Phase diagram of fractional quantum Hall effect of composite fermions in multicomponent systems

While the integer quantum Hall effect of composite fermions manifests as the prominent fractional quantum Hall effect (FQHE) of electrons, the FQHE of composite fermions produces further, more delicate states, arising from a weak residual interaction between composite fermions. We study the spin phase diagram of these states, motivated by the recent experimental observation by Liu and co-workers [Phys. Rev. Lett. 113, 246803 (2014) and private communication] of several spin-polarization transitions at 4/5, 5/7, 6/5, 9/7, 7/9, 8/11, and 10/13 in GaAs systems. We show that the FQHE of composite fermions is much more prevalent in multicomponent systems, and consider the feasibility of such states for systems with $\mathcal{N}$ components for an SU($\mathcal{N}$) symmetric interaction. Our results apply to GaAs quantum wells, wherein electrons have two components, to AlAs quantum wells and graphene, wherein electrons have four components (two spins and two valleys), and to an H-terminated Si(111) surface, which can have six components. The aim of this paper is to provide a fairly comprehensive list of possible incompressible fractional quantum Hall states of composite fermions, their SU($\mathcal{N}$) spin content, their energies, and their phase diagram as a function of the generalized “Zeeman” energy. We obtain results at three levels of approximation: from ground-state wave functions of the composite fermion theory, from composite fermion diagonalization, and, whenever possible, from exact diagonalization. Effects of finite quantum well thickness and Landau-level mixing are neglected in this study. We compare our theoretical results with the experiments of Liu and co-workers [Phys. Rev. Lett. 113, 246803 (2014) and private communication] as well as of Yeh et al., [Phys. Rev. Lett. 82, 592 (1999)] for a two-component system.

Figure 1

Some examples illustrate the notation used in Eq. (10). The green solid dots represent electrons while the red solid dots with $2p$ arrows are composite fermions carrying $2p$ vortices. The overline notation is used to indicate a particle-hole transformation while ${\left[\right]}_{2p}$ and ${\left[\right]}_{-2p}$ denote composite fermionization with parallel and reverse flux attachment, respectively.

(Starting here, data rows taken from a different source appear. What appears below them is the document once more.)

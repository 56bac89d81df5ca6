//! Declarative node configuration as issued by the Panel.

use serde::{Deserialize, Serialize};
use serde_json::Value;

/// Desired node state pulled from the Panel.
///
/// `dns` and `policy` are opaque blobs passed through into the core
/// configuration untouched. The entity tag is carried here so a cached
/// copy knows which server revision it reflects.
#[derive(Debug, Clone, Default, Serialize, Deserialize)]
pub struct NodeConfig {
    #[serde(default)]
    pub version: String,
    #[serde(default)]
    pub etag: String,
    #[serde(default)]
    pub inbounds: Vec<Inbound>,
    #[serde(default)]
    pub outbounds: Vec<Outbound>,
    #[serde(default)]
    pub routing: Option<Routing>,
    #[serde(default, skip_serializing_if = "Option::is_none")]
    pub dns: Option<Value>,
    #[serde(default, skip_serializing_if = "Option::is_none")]
    pub policy: Option<Value>,
}

impl NodeConfig {
    /// Tags of all declared inbounds, in declaration order.
    pub fn inbound_tags(&self) -> Vec<String> {
        self.inbounds.iter().map(|i| i.tag.clone()).collect()
    }
}

/// A single core ingress endpoint.
#[derive(Debug, Clone, Default, Serialize, Deserialize)]
#[serde(rename_all = "camelCase")]
pub struct Inbound {
    pub tag: String,
    pub protocol: String,
    #[serde(default)]
    pub port: u16,
    #[serde(default)]
    pub listen: String,
    #[serde(default)]
    pub settings: Option<Value>,
    #[serde(default, skip_serializing_if = "Option::is_none")]
    pub stream_settings: Option<Value>,
    #[serde(default, skip_serializing_if = "Option::is_none")]
    pub sniffing: Option<Value>,
    #[serde(default, skip_serializing_if = "Option::is_none")]
    pub allocate: Option<Value>,
}

/// A single core egress endpoint.
#[derive(Debug, Clone, Default, Serialize, Deserialize)]
#[serde(rename_all = "camelCase")]
pub struct Outbound {
    pub tag: String,
    pub protocol: String,
    #[serde(default, skip_serializing_if = "Option::is_none")]
    pub send_through: Option<String>,
    #[serde(default)]
    pub settings: Option<Value>,
    #[serde(default, skip_serializing_if = "Option::is_none")]
    pub stream_settings: Option<Value>,
    #[serde(default, skip_serializing_if = "Option::is_none")]
    pub proxy_settings: Option<Value>,
    #[serde(default, skip_serializing_if = "Option::is_none")]
    pub mux: Option<Value>,
}

/// Core routing block. Rules stay opaque; the materializer only inspects
/// them far enough to drop entries without a target.
#[derive(Debug, Clone, Default, Serialize, Deserialize)]
#[serde(rename_all = "camelCase")]
pub struct Routing {
    #[serde(default)]
    pub domain_strategy: String,
    #[serde(default)]
    pub rules: Vec<Value>,
    #[serde(default, skip_serializing_if = "Option::is_none")]
    pub balancers: Option<Vec<Value>>,
}
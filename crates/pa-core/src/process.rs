//! Lifecycle supervision of the external core binary.
//!
//! The state machine is Stopped -> Running -> Stopped: `start` spawns
//! `<binary> run -c <config>` with inherited stdio, a one-shot monitor
//! task observes exit and flips the running flag, `stop` sends SIGTERM
//! and escalates to SIGKILL after the grace period. `restart` leaves a
//! short gap so listening sockets are released before the new process
//! binds them.

use crate::CoreError;
use parking_lot::Mutex;
use std::path::{Path, PathBuf};
use std::process::Stdio;
use std::sync::Arc;
use std::time::Duration;
use tokio::process::Command;
use tokio::sync::watch;
use tracing::{error, info, warn};

const STOP_GRACE: Duration = Duration::from_secs(5);
const RESTART_GAP: Duration = Duration::from_millis(500);

#[derive(Default)]
struct ProcState {
    pid: Option<i32>,
    running: bool,
    exited: Option<watch::Receiver<bool>>,
}

/// Supervisor for the core child process. Cheap to clone; all clones
/// share the same process slot.
#[derive(Clone)]
pub struct Supervisor {
    binary: PathBuf,
    config_path: PathBuf,
    asset_path: PathBuf,
    state: Arc<Mutex<ProcState>>,
}

impl Supervisor {
    pub fn new(
        binary: impl Into<PathBuf>,
        config_path: impl Into<PathBuf>,
        asset_path: impl Into<PathBuf>,
    ) -> Self {
        Self {
            binary: binary.into(),
            config_path: config_path.into(),
            asset_path: asset_path.into(),
            state: Arc::new(Mutex::new(ProcState::default())),
        }
    }

    /// Spawn the core. Idempotent while a child is already running.
    pub async fn start(&self) -> Result<(), CoreError> {
        let (mut child, pid, exit_tx) = {
            // Spawn under the lock so concurrent starts cannot race
            // past the running check; Command::spawn does not await.
            let mut state = self.state.lock();
            if state.running {
                return Ok(());
            }
            let child = Command::new(&self.binary)
                .arg("run")
                .arg("-c")
                .arg(&self.config_path)
                .env("XRAY_LOCATION_ASSET", &self.asset_path)
                .stdout(Stdio::inherit())
                .stderr(Stdio::inherit())
                .spawn()
                .map_err(|source| CoreError::Spawn {
                    binary: self.binary.clone(),
                    source,
                })?;
            let pid = child.id().map(|p| p as i32);
            let (exit_tx, exit_rx) = watch::channel(false);
            state.pid = pid;
            state.running = true;
            state.exited = Some(exit_rx);
            (child, pid, exit_tx)
        };
        info!(pid, "core process started");

        let slot = Arc::clone(&self.state);
        tokio::spawn(async move {
            let status = child.wait().await;
            {
                let mut state = slot.lock();
                state.running = false;
                state.pid = None;
            }
            match status {
                Ok(es) if es.success() => info!("core process exited"),
                Ok(es) => error!(code = ?es.code(), "core process exited with error"),
                Err(e) => error!(error = %e, "waiting on core process failed"),
            }
            let _ = exit_tx.send(true);
        });

        Ok(())
    }

    /// Terminate the core: SIGTERM, then SIGKILL if the grace period
    /// elapses. A stopped core is a no-op.
    pub async fn stop(&self) -> Result<(), CoreError> {
        let (pid, exited) = {
            let state = self.state.lock();
            if !state.running {
                return Ok(());
            }
            (state.pid, state.exited.clone())
        };
        let Some(pid) = pid else {
            return Ok(());
        };

        info!(pid, "stopping core process");
        signal(pid, libc::SIGTERM);

        if let Some(mut exited) = exited {
            let graceful = tokio::time::timeout(STOP_GRACE, exited.wait_for(|done| *done))
                .await
                .is_ok();
            if graceful {
                info!("core process stopped gracefully");
            } else {
                warn!(pid, "core did not stop gracefully, killing");
                signal(pid, libc::SIGKILL);
                let _ = exited.wait_for(|done| *done).await;
            }
        }

        self.state.lock().running = false;
        Ok(())
    }

    /// Stop then start, with a gap so the old listeners are released.
    pub async fn restart(&self) -> Result<(), CoreError> {
        self.stop().await?;
        tokio::time::sleep(RESTART_GAP).await;
        self.start().await
    }

    pub fn is_running(&self) -> bool {
        self.state.lock().running
    }

    /// Raw `version` stdout of the core binary, best-effort.
    pub async fn version(&self) -> String {
        version_output(&self.binary).await.unwrap_or_else(|| "unknown".to_string())
    }
}

async fn version_output(binary: &Path) -> Option<String> {
    let output = Command::new(binary).arg("version").output().await.ok()?;
    if !output.status.success() {
        return None;
    }
    String::from_utf8(output.stdout).ok().map(|s| s.trim().to_string())
}

fn signal(pid: i32, sig: libc::c_int) {
    // SAFETY: plain kill(2) on a pid we spawned; an exited pid yields
    // ESRCH which we deliberately ignore (the monitor has already
    // flagged the exit).
    let rc = unsafe { libc::kill(pid, sig) };
    if rc != 0 {
        tracing::debug!(pid, sig, "kill returned an error, process likely gone");
    }
}

#[cfg(test)]
mod tests {
    use super::*;
    use std::io::Write;
    use std::os::unix::fs::PermissionsExt;

    /// A stand-in core: ignores its arguments and sleeps until signalled.
    fn fake_core(dir: &tempfile::TempDir) -> PathBuf {
        let path = dir.path().join("fake-core");
        let mut f = std::fs::File::create(&path).unwrap();
        writeln!(f, "#!/bin/sh\nif [ \"$1\" = version ]; then echo 'Xray 1.8.4 (fake)'; exit 0; fi\nexec sleep 60").unwrap();
        drop(f);
        std::fs::set_permissions(&path, std::fs::Permissions::from_mode(0o755)).unwrap();
        path
    }

    fn supervisor(dir: &tempfile::TempDir) -> Supervisor {
        Supervisor::new(fake_core(dir), dir.path().join("config.json"), dir.path())
    }

    #[tokio::test]
    async fn start_stop_cycle() {
        let dir = tempfile::tempdir().unwrap();
        let sup = supervisor(&dir);

        sup.start().await.unwrap();
        assert!(sup.is_running());

        sup.stop().await.unwrap();
        assert!(!sup.is_running());
    }

    #[tokio::test]
    async fn start_is_idempotent() {
        let dir = tempfile::tempdir().unwrap();
        let sup = supervisor(&dir);

        sup.start().await.unwrap();
        let pid_first = sup.state.lock().pid;
        sup.start().await.unwrap();
        assert_eq!(sup.state.lock().pid, pid_first);

        sup.stop().await.unwrap();
    }

    #[tokio::test]
    async fn stop_when_stopped_is_a_noop() {
        let dir = tempfile::tempdir().unwrap();
        let sup = supervisor(&dir);
        sup.stop().await.unwrap();
        assert!(!sup.is_running());
    }

    #[tokio::test]
    async fn monitor_observes_external_exit() {
        let dir = tempfile::tempdir().unwrap();
        let sup = supervisor(&dir);
        sup.start().await.unwrap();
        let pid = sup.state.lock().pid.unwrap();

        signal(pid, libc::SIGKILL);
        // Give the monitor task a moment to reap the child.
        for _ in 0..50 {
            if !sup.is_running() {
                break;
            }
            tokio::time::sleep(Duration::from_millis(20)).await;
        }
        assert!(!sup.is_running());
    }

    #[tokio::test]
    async fn restart_spawns_a_new_process() {
        let dir = tempfile::tempdir().unwrap();
        let sup = supervisor(&dir);
        sup.start().await.unwrap();
        let pid_first = sup.state.lock().pid;

        sup.restart().await.unwrap();
        assert!(sup.is_running());
        assert_ne!(sup.state.lock().pid, pid_first);

        sup.stop().await.unwrap();
    }

    #[tokio::test]
    async fn version_reports_unknown_for_missing_binary() {
        let sup = Supervisor::new("/nonexistent/core", "/tmp/x.json", "/tmp");
        assert_eq!(sup.version().await, "unknown");
    }

    #[tokio::test]
    async fn version_returns_stdout() {
        let dir = tempfile::tempdir().unwrap();
        let sup = supervisor(&dir);
        assert_eq!(sup.version().await, "Xray 1.8.4 (fake)");
    }
}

Note that even though the two fully polarized $\nu =4/5$ states shown above, namely ${[1+{\left[1\right]}_2]}_{-2}$ and $\overline{{\left[1\right]}_4}$, appear different, they represent the same state, as explained in the text.

Figure 2

Extrapolation of the ground-state energy to the thermodynamic limit, assuming zero thickness. The density correction has been applied.

Figure 3

Extrapolation of the ground-state energy to the thermodynamic limit, assuming zero thickness. The density correction has been applied. Among the fractions that allow several multicomponent states, the data are convincing only at $\nu =7/19$ and $\nu =10/27$; even here it is difficult to conclude anything beyond error bars (see Table 15).

Figure 4

Phase diagram of the CF FQHE states in the filling factor regions $1/3<\nu <2/5$ (upper panel) and $2/3>\nu >1$ (lower panel). The various possible states are shown for several fractions, along with the theoretical critical Zeeman energies where transitions between them are expected. (The “?” symbol is used to represent transitions that are expected to occur but for which the critical Zeeman energies have not been estimated.) The spin contents and polarizations of the states can be found in the main text, but lowest state at even-numerator fractions is spin singlet and the highest state is fully spin polarized. The states in the top (bottom) panel are obtained from states of CF in the filling factor range $1<{\nu }^{*}<2$ by parallel (reverse) flux attachment. The dots in the upper panel are obtained with the help of CF diagonalization, whereas those in the lower panel are estimated from exact diagonalization studies. In both cases the thermodynamic energies are obtained by extrapolation of finite system results to obtain the critical Zeeman energies.

Figure 5

Critical Zeeman energies for transitions at 4/5, 9/7, 5/7, 7/9, and 10/13 as a function of the effective transverse width $\lambda$ (see text for definition) in units of the magnetic length $\ell$. The results are taken from Liu et al. [9] and Yeh et al. [8], as indicated on the figure. The experiment of Yeh et al. employed heterostructures, which correspond to very small transverse widths. Theoretical values at zero width are encircled in black. They are in good agreement with zero width limits of the experiments.

Figure 6

Energy spectrum of the 4/11 spin singlet FQHE state, where composite fermions form a spin singlet 4/3 FQHE state. The spectra shown by dots (different colors representing different spin quantum numbers $S$) were obtained by CF diagonalization. The dashes in the top two panels show the exact spectrum obtained by exact diagonalization in the full Hilbert space. The spherical geometry is used for the calculation. $L$ is the total orbital angular momentum, $2Q$ is the flux through the sphere in units of the flux quantum, and $N$ is the total number of electrons. The bottom panel shows the two lowest-energy collective modes, namely the charge exciton and the spin-flip exciton.